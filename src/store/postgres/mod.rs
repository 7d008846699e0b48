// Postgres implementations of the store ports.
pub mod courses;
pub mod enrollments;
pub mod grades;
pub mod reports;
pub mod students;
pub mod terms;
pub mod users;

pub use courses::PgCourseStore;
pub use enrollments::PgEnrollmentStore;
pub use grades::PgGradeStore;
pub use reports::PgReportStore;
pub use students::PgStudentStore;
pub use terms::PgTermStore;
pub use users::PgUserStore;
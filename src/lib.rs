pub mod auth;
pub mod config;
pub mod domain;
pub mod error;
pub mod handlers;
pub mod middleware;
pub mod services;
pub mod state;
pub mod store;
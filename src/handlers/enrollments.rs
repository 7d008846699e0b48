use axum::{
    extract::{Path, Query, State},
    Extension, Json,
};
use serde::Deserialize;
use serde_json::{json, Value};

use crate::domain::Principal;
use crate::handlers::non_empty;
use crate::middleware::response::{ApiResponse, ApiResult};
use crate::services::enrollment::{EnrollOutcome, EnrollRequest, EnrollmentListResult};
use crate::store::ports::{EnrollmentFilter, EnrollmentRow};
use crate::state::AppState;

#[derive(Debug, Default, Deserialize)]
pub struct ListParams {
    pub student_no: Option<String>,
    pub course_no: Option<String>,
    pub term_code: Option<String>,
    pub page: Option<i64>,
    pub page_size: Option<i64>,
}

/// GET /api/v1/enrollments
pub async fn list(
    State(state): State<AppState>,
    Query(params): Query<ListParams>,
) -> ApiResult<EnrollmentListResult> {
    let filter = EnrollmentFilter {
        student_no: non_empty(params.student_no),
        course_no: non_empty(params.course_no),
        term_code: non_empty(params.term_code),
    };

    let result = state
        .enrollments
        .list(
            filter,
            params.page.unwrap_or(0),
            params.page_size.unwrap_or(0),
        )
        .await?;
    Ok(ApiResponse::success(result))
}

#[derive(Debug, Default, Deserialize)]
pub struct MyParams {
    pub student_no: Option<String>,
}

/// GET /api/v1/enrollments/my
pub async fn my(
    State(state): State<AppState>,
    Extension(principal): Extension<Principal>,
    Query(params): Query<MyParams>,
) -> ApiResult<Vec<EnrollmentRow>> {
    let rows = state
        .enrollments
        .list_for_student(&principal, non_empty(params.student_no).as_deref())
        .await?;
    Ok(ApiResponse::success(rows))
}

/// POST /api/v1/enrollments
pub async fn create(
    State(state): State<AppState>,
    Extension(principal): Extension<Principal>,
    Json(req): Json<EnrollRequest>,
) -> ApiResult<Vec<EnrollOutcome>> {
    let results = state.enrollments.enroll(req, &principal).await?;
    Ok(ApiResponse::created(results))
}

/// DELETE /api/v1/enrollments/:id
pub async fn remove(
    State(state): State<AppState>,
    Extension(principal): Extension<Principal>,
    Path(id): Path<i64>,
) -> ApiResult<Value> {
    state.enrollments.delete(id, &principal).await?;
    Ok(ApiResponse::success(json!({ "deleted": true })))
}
★ ★ ★ ★ ★
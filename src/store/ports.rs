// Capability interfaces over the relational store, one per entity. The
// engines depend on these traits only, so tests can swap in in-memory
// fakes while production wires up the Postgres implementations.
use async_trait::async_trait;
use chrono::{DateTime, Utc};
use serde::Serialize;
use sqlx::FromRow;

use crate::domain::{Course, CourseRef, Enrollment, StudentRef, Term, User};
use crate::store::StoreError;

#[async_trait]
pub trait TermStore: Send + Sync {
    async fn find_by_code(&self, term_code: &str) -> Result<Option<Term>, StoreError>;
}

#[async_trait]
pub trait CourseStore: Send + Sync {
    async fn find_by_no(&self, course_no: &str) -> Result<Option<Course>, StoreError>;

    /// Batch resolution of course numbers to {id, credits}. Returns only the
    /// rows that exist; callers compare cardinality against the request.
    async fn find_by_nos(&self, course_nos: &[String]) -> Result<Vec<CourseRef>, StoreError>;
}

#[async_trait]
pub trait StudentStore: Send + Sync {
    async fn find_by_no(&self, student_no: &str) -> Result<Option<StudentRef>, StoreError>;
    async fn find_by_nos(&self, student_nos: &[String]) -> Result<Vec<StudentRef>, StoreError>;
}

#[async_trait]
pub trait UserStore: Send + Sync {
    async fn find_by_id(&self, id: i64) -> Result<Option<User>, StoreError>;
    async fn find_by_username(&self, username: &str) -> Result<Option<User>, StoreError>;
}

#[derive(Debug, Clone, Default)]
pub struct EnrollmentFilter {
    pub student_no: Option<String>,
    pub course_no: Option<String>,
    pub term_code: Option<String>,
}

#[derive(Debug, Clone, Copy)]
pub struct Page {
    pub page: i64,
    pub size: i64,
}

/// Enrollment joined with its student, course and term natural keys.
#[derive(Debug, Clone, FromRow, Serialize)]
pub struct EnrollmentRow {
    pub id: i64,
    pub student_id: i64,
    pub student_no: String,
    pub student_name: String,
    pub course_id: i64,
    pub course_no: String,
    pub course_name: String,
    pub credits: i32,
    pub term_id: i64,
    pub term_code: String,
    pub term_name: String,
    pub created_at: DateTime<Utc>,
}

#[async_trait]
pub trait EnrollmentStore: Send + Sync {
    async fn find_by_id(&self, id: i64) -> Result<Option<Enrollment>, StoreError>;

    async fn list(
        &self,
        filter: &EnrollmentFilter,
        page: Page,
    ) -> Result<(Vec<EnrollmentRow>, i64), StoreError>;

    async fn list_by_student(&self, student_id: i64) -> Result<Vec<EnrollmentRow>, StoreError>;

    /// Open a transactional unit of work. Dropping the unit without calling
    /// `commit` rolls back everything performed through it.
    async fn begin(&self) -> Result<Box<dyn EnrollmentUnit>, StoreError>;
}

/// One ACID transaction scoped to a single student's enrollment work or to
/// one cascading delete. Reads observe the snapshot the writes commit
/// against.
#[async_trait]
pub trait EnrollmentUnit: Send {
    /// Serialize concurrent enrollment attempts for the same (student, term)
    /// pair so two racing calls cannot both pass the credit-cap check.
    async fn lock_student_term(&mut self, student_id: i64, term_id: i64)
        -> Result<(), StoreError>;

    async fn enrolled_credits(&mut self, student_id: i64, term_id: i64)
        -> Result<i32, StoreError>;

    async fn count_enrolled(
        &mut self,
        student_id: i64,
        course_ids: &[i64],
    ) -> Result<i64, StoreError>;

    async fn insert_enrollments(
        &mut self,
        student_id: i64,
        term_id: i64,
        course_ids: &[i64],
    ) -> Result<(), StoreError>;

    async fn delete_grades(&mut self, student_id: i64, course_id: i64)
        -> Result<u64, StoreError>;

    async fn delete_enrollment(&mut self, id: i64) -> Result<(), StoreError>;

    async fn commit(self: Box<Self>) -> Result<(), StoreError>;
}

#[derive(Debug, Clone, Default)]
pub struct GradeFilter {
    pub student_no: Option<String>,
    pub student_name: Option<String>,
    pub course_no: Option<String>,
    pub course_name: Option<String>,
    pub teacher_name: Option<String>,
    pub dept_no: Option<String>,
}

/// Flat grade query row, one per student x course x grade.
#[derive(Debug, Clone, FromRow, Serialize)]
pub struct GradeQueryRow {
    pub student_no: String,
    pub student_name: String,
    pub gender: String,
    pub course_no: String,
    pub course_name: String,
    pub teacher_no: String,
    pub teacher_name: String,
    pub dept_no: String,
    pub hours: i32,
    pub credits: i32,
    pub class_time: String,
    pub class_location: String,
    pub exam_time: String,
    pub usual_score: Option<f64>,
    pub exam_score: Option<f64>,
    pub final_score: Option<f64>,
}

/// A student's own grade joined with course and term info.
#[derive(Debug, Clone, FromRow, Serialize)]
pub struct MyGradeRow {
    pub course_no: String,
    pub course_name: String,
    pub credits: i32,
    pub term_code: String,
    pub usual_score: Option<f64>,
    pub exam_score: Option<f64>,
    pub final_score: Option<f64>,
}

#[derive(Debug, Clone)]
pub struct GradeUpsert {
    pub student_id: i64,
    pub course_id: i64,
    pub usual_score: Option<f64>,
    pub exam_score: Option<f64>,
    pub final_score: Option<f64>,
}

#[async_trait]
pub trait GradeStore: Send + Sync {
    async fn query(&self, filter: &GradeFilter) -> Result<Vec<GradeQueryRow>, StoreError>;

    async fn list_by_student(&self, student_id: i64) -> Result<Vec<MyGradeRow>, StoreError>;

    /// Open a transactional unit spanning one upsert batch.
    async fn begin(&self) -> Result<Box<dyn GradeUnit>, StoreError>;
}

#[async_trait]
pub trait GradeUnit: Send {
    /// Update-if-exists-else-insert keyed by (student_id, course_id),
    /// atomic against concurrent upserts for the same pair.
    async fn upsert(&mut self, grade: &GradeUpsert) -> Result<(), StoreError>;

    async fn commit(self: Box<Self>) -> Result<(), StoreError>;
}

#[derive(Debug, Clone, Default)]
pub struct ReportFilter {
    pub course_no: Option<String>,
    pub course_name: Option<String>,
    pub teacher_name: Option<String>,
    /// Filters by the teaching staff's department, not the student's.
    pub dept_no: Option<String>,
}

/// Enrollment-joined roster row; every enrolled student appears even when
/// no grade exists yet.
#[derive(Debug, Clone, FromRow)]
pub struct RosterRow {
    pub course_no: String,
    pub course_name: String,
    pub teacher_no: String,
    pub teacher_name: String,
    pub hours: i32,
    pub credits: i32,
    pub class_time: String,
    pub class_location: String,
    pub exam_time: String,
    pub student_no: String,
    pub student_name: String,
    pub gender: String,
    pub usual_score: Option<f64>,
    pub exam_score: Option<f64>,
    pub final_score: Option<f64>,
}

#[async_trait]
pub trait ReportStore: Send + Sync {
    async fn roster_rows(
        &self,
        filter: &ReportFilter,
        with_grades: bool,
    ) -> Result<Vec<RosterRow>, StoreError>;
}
★ ★ ★ ★ ★
- [Problem description]: Retrieve each line of the data in which the word "GradeFilter" can be found.

- [Answer to the problem]:
pub struct GradeFilter {
    async fn query(&self, filter: &GradeFilter) -> Result<Vec<GradeQueryRow>, StoreError>;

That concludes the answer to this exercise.